--- Information shown Enclosed Below ---
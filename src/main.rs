// Prevents additional console window on Windows in release, DO NOT REMOVE!!
#![cfg_attr(not(debug_assertions), windows_subsystem = "windows")]

fn main() {
    vercel_desktop_lib::run()
}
--- End of Enclosed Information shown ---
The task |
Give back every line of the data above exactly as written.

Completed exercise |
filename src/main.rs
// Prevents additional console window on Windows in release, DO NOT REMOVE!!
#![cfg_attr(not(debug_assertions), windows_subsystem = "windows")]

fn main() {
    vercel_desktop_lib::run()
}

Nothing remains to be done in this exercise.